I don’t think the slavery thing was necessarily there to drive the story so much as it was a reason for midwife lady to get so deeply involved, feeling overly sympathetic for the child, once she found out what happened (because she was horrified by the foreignness/extremeness of the situation).
I also agree, though, that it was stupid how amazingly often totally Russian gangsters in private were speaking to each other in English/slow, English-peppered Russian, but they do that in a ton of movies. I think it must be some sort of Hollywood rule.
I think Viggo could have used a bit more practice (I used to work for Russians, the young business-y ones talk at like 500 miles per hour), but not too bad at all for someone who isn’t remotely Russian.
My problem with the movie is that:
I think they shouldn’t have come in with “OOPS! he’s a double agent, so he’s actually one of the good guys” at all (or they should have decided to remove it, if this was adapted from a novel).
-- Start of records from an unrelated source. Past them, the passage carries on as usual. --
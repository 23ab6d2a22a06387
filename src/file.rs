//! Open file objects.
//!
//! A [`File`] ties an inode to a cursor and a one-block cache. Reads and
//! writes stream through the cache: crossing into another block flushes the
//! dirty block first, then loads (or, for writes, allocates) the new one.
//! Holes read as zeros and only materialize when written.

use bitflags::bitflags;

use crate::bmap;
use crate::error::{CanFail, Error, Ext4Result};
use crate::extent;
use crate::fs::LockedFs;
use crate::inode::{Inode, InodeFlags, InodeNo, Timespec, INLINE_DATA_LIMIT};
use crate::io::BlockDevice;
use crate::sb::IncompatFeatures;

bitflags! {
    /// Engine-level open flags.
    ///
    /// `CREAT`, `EXCL`, `TRUNC`, `DIRECTORY` and `NOFOLLOW` are enforced by
    /// the path-level API; the file object itself only honors the access
    /// mode, `APPEND` and `NOATIME`.
    #[derive(Clone, Copy, Debug, PartialEq, Eq)]
    pub struct OpenFlags: u32 {
        /// Open for reading.
        const READ = 0x0001;
        /// Open for writing.
        const WRITE = 0x0002;
        /// Create the file when missing.
        const CREAT = 0x0010;
        /// With `CREAT`, refuse an existing file.
        const EXCL = 0x0020;
        /// Truncate to zero length on open.
        const TRUNC = 0x0040;
        /// Every write lands at the end of the file.
        const APPEND = 0x0080;
        /// Do not follow a terminal symlink.
        const NOFOLLOW = 0x0100;
        /// Fail unless the path names a directory.
        const DIRECTORY = 0x0200;
        /// Do not update the access time on reads.
        const NOATIME = 0x0400;
    }
}

/// Where [`File::llseek`] measures its offset from.
#[derive(Clone, Copy, Debug, PartialEq, Eq)]
pub enum SeekWhence {
    /// From the start of the file.
    Set,
    /// From the current position.
    Current,
    /// From the end of the file.
    End,
}

/// Projection of an inode record returned by `fstat`.
#[derive(Clone, Copy, Debug, PartialEq, Eq)]
pub struct FileStat {
    /// Type and permission bits.
    pub mode: u16,
    /// Hard link count.
    pub nlink: u16,
    /// Owner.
    pub uid: u32,
    /// Group.
    pub gid: u32,
    /// Size in bytes.
    pub size: u64,
    /// 512-byte sectors in use.
    pub blocks: u64,
    /// Last access time.
    pub atime: Timespec,
    /// Last modification time.
    pub mtime: Timespec,
    /// Last change time.
    pub ctime: Timespec,
}

impl FileStat {
    pub(crate) fn from_inode(inode: &Inode) -> Self {
        Self {
            mode: inode.i_mode.0,
            nlink: inode.i_links_count,
            uid: inode.uid(),
            gid: inode.gid(),
            size: inode.size(),
            blocks: inode.blocks(),
            atime: inode.atime(),
            mtime: inode.mtime(),
            ctime: inode.ctime(),
        }
    }
}

/// One cached data block.
struct CachedBlock {
    logical: u32,
    /// Backing block; `None` while the block is still a hole.
    phys: Option<u64>,
    buf: Vec<u8>,
    dirty: bool,
}

/// An open file: a shared filesystem handle, a cached inode record, a
/// cursor, and a one-block cache.
pub struct File<D: BlockDevice> {
    fs: LockedFs<D>,
    ino: InodeNo,
    inode: Inode,
    flags: OpenFlags,
    pos: u64,
    cache: Option<CachedBlock>,
    inode_dirty: bool,
}

impl<D: BlockDevice> File<D> {
    pub(crate) fn new(fs: LockedFs<D>, ino: InodeNo, inode: Inode, flags: OpenFlags) -> Self {
        Self {
            fs,
            ino,
            inode,
            flags,
            pos: 0,
            cache: None,
            inode_dirty: false,
        }
    }

    /// The inode number backing this file.
    pub fn ino(&self) -> InodeNo {
        self.ino
    }

    /// The current cursor position.
    pub fn position(&self) -> u64 {
        self.pos
    }

    /// Projects the cached inode record.
    pub fn fstat(&self) -> FileStat {
        FileStat::from_inode(&self.inode)
    }

    /// Moves the cursor. Seeking past the end is allowed; the hole only
    /// materializes on write.
    pub fn llseek(&mut self, offset: i64, whence: SeekWhence) -> Ext4Result<u64> {
        let base = match whence {
            SeekWhence::Set => 0,
            SeekWhence::Current => self.pos as i64,
            SeekWhence::End => self.inode.size() as i64,
        };
        let target = base.checked_add(offset).ok_or(Error::InvalidArgument)?;
        if target < 0 {
            return Err(Error::InvalidArgument);
        }
        self.pos = target as u64;
        Ok(self.pos)
    }

    /// Reads up to `buf.len()` bytes at the cursor, returning how many were
    /// filled. Returns short (possibly zero) at end of file.
    pub fn read(&mut self, buf: &mut [u8]) -> Ext4Result<usize> {
        if !self.flags.contains(OpenFlags::READ) {
            return Err(Error::InvalidArgument);
        }
        let size = self.inode.size();
        let mut done = 0usize;

        if self.inode.i_flags.contains(InodeFlags::INLINE_DATA) {
            let inline = self.inode.block_bytes();
            while done < buf.len() && self.pos < size {
                buf[done] = inline[self.pos as usize];
                done += 1;
                self.pos += 1;
            }
        } else {
            let blk_size = {
                let fs = self.fs.read();
                fs.sb.blk_size()
            };
            while done < buf.len() && self.pos < size {
                let logical = (self.pos / blk_size) as u32;
                let off = (self.pos % blk_size) as usize;
                self.load_block(logical, false)?;
                let cache = self.cache.as_ref().unwrap();
                let n = buf.len() - done;
                let n = n
                    .min((blk_size as usize) - off)
                    .min((size - self.pos) as usize);
                buf[done..done + n].copy_from_slice(&cache.buf[off..off + n]);
                done += n;
                self.pos += n as u64;
            }
        }

        let update_atime = {
            let fs = self.fs.read();
            fs.writable && !self.flags.contains(OpenFlags::NOATIME)
        };
        if update_atime {
            self.inode.set_atime(Timespec::now());
            self.inode_dirty = true;
        }
        Ok(done)
    }

    /// Writes `buf` at the cursor, growing the file as needed.
    pub fn write(&mut self, buf: &[u8]) -> Ext4Result<usize> {
        if !self.flags.contains(OpenFlags::WRITE) {
            return Err(Error::InvalidArgument);
        }
        {
            let fs = self.fs.read();
            if !fs.writable {
                return Err(Error::ReadOnly);
            }
        }
        if self.flags.contains(OpenFlags::APPEND) {
            self.pos = self.inode.size();
        }
        if buf.is_empty() {
            return Ok(0);
        }

        if self.inode.i_flags.contains(InodeFlags::INLINE_DATA) {
            let end = self.pos.checked_add(buf.len() as u64).ok_or(Error::FileTooBig)?;
            if end <= INLINE_DATA_LIMIT {
                let mut inline = self.inode.block_bytes();
                inline[self.pos as usize..end as usize].copy_from_slice(buf);
                self.inode.set_block_bytes(&inline);
                self.pos = end;
                if end > self.inode.size() {
                    self.inode.set_size(end);
                }
                self.touch_mtime();
                return Ok(buf.len());
            }
            self.promote_inline()?;
        }

        let blk_size = {
            let fs = self.fs.read();
            fs.sb.blk_size()
        };
        let mut done = 0usize;
        while done < buf.len() {
            let logical = (self.pos / blk_size) as u32;
            let off = (self.pos % blk_size) as usize;
            let n = (buf.len() - done).min(blk_size as usize - off);
            self.load_block(logical, true)?;
            let cache = self.cache.as_mut().unwrap();
            cache.buf[off..off + n].copy_from_slice(&buf[done..done + n]);
            cache.dirty = true;
            done += n;
            self.pos += n as u64;
            if self.pos > self.inode.size() {
                self.inode.set_size(self.pos);
            }
        }
        self.touch_mtime();
        Ok(done)
    }

    /// Extends or truncates the file to `size` bytes.
    ///
    /// Extension only moves the size; the gap reads as zeros. Truncation
    /// punches the tail blocks.
    pub fn set_size(&mut self, size: u64) -> CanFail {
        {
            let fs = self.fs.read();
            if !fs.writable {
                return Err(Error::ReadOnly);
            }
        }
        let old = self.inode.size();
        if size == old {
            return Ok(());
        }

        if self.inode.i_flags.contains(InodeFlags::INLINE_DATA) {
            if size > INLINE_DATA_LIMIT {
                self.promote_inline()?;
            } else {
                if size < old {
                    let mut inline = self.inode.block_bytes();
                    inline[size as usize..old as usize].fill(0);
                    self.inode.set_block_bytes(&inline);
                }
                self.inode.set_size(size);
                self.touch_mtime();
                return Ok(());
            }
        }

        let handle = self.fs.clone();
        let mut guard = handle.write();
        let fs = &mut *guard;
        let blk_size = fs.sb.blk_size();
        if size < old {
            // Drop cached state covering the removed tail, then punch it.
            let first_gone = size.div_ceil(blk_size) as u32;
            if let Some(cache) = &self.cache {
                if cache.logical >= first_gone {
                    self.cache = None;
                }
            }
            bmap::punch(fs, self.ino, &mut self.inode, first_gone, u32::MAX)?;
            // Stale bytes in the kept partial block must read as zeros if
            // the file grows again.
            let tail = (size % blk_size) as usize;
            if tail != 0 {
                let logical = (size / blk_size) as u32;
                if let Some(phys) = bmap::bmap(fs, self.ino, &self.inode, logical)? {
                    let mut buf = fs.read_blk(phys)?;
                    buf[tail..].fill(0);
                    fs.write_blk(phys, &buf)?;
                    if let Some(cache) = &mut self.cache {
                        if cache.logical == logical {
                            cache.buf.copy_from_slice(&buf);
                            cache.dirty = false;
                        }
                    }
                }
            }
        }
        self.inode.set_size(size);
        self.touch_mtime();
        Ok(())
    }

    /// Writes back the dirty cached block and the dirty inode record.
    pub fn flush(&mut self) -> CanFail {
        let handle = self.fs.clone();
        let mut guard = handle.write();
        let fs = &mut *guard;
        if let Some(cache) = &mut self.cache {
            if cache.dirty {
                let phys = cache.phys.ok_or(Error::InvalidArgument)?;
                fs.write_blk(phys, &cache.buf)?;
                cache.dirty = false;
            }
        }
        if self.inode_dirty {
            fs.write_inode_rec(self.ino, &mut self.inode)?;
            self.inode_dirty = false;
        }
        Ok(())
    }

    /// Flushes and releases the file.
    pub fn close(mut self) -> CanFail {
        self.flush()
    }

    /// Overlays new permission bits, preserving the file type.
    pub fn chmod(&mut self, mode: u16) -> CanFail {
        {
            let fs = self.fs.read();
            if !fs.writable {
                return Err(Error::ReadOnly);
            }
        }
        self.inode.i_mode.set_perm(mode);
        self.inode.set_ctime(Timespec::now());
        self.inode_dirty = true;
        self.flush()
    }

    /// Replaces the owner and group, splitting the `_high` halves.
    pub fn chown(&mut self, uid: u32, gid: u32) -> CanFail {
        {
            let fs = self.fs.read();
            if !fs.writable {
                return Err(Error::ReadOnly);
            }
        }
        self.inode.set_uid(uid);
        self.inode.set_gid(gid);
        self.inode.set_ctime(Timespec::now());
        self.inode_dirty = true;
        self.flush()
    }

    fn touch_mtime(&mut self) {
        let now = Timespec::now();
        self.inode.set_mtime(now);
        self.inode.set_ctime(now);
        self.inode_dirty = true;
    }

    /// Moves inline payload out of `i_block` into a real data block.
    fn promote_inline(&mut self) -> CanFail {
        let handle = self.fs.clone();
        let mut guard = handle.write();
        let fs = &mut *guard;
        let data = self.inode.block_bytes();
        let size = self.inode.size() as usize;

        self.inode.i_flags.remove(InodeFlags::INLINE_DATA);
        self.inode.i_block = [0; 15];
        if fs.sb.has_incompat(IncompatFeatures::EXTENTS) {
            extent::extent_init(&mut self.inode);
        }
        if size > 0 {
            let phys = bmap::bmap_alloc(fs, self.ino, &mut self.inode, 0)?;
            let mut buf = fs.io.allocate_blk();
            buf[..size].copy_from_slice(&data[..size]);
            fs.write_blk(phys, &buf)?;
        }
        self.inode_dirty = true;
        Ok(())
    }

    /// Makes the cache hold `logical`, flushing whatever it held before.
    ///
    /// With `alloc` unset a hole loads as zeros; with it set the block is
    /// allocated first.
    fn load_block(&mut self, logical: u32, alloc: bool) -> CanFail {
        if let Some(cache) = &self.cache {
            if cache.logical == logical && (cache.phys.is_some() || !alloc) {
                return Ok(());
            }
        }
        let handle = self.fs.clone();
        let mut guard = handle.write();
        let fs = &mut *guard;

        // Write back the outgoing block.
        if let Some(cache) = &mut self.cache {
            if cache.dirty {
                let phys = cache.phys.ok_or(Error::InvalidArgument)?;
                fs.write_blk(phys, &cache.buf)?;
                cache.dirty = false;
            }
        }

        if alloc {
            let existing = bmap::bmap(fs, self.ino, &self.inode, logical)?;
            let (phys, buf) = match existing {
                Some(phys) => (phys, fs.read_blk(phys)?),
                None => {
                    let phys = bmap::bmap_alloc(fs, self.ino, &mut self.inode, logical)?;
                    self.inode_dirty = true;
                    // a freshly allocated block starts as zeros
                    (phys, fs.io.allocate_blk())
                }
            };
            self.cache = Some(CachedBlock {
                logical,
                phys: Some(phys),
                buf,
                dirty: false,
            });
        } else {
            let phys = bmap::bmap(fs, self.ino, &self.inode, logical)?;
            let buf = match phys {
                Some(phys) => fs.read_blk(phys)?,
                None => fs.io.allocate_blk(),
            };
            self.cache = Some(CachedBlock {
                logical,
                phys,
                buf,
                dirty: false,
            });
        }
        Ok(())
    }
}

impl<D: BlockDevice> Drop for File<D> {
    fn drop(&mut self) {
        if self.inode_dirty || self.cache.as_ref().is_some_and(|c| c.dirty) {
            if let Err(err) = self.flush() {
                log::error!("inode {}: flush on drop failed: {err}", self.ino);
            }
        }
    }
}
I think the plot would have been richer for the conflict of Viggo being likeable and somewhat emotionally driven, but also an opportunistic, precise killer trying to muscle his way up through the mafia ranks. Also, they could have lost the kissing at the end.
My verdict - a few eye-rolling moments, but mostly enjoyable, I wasn’t all over Viggo before but he was pretty cool in this, and I’m glad I went.
I really noticed everyone’s wrinkles, grooves and micromovements (especially chewing), and imperfections of voice in this movie. I think it added to the atmosphere.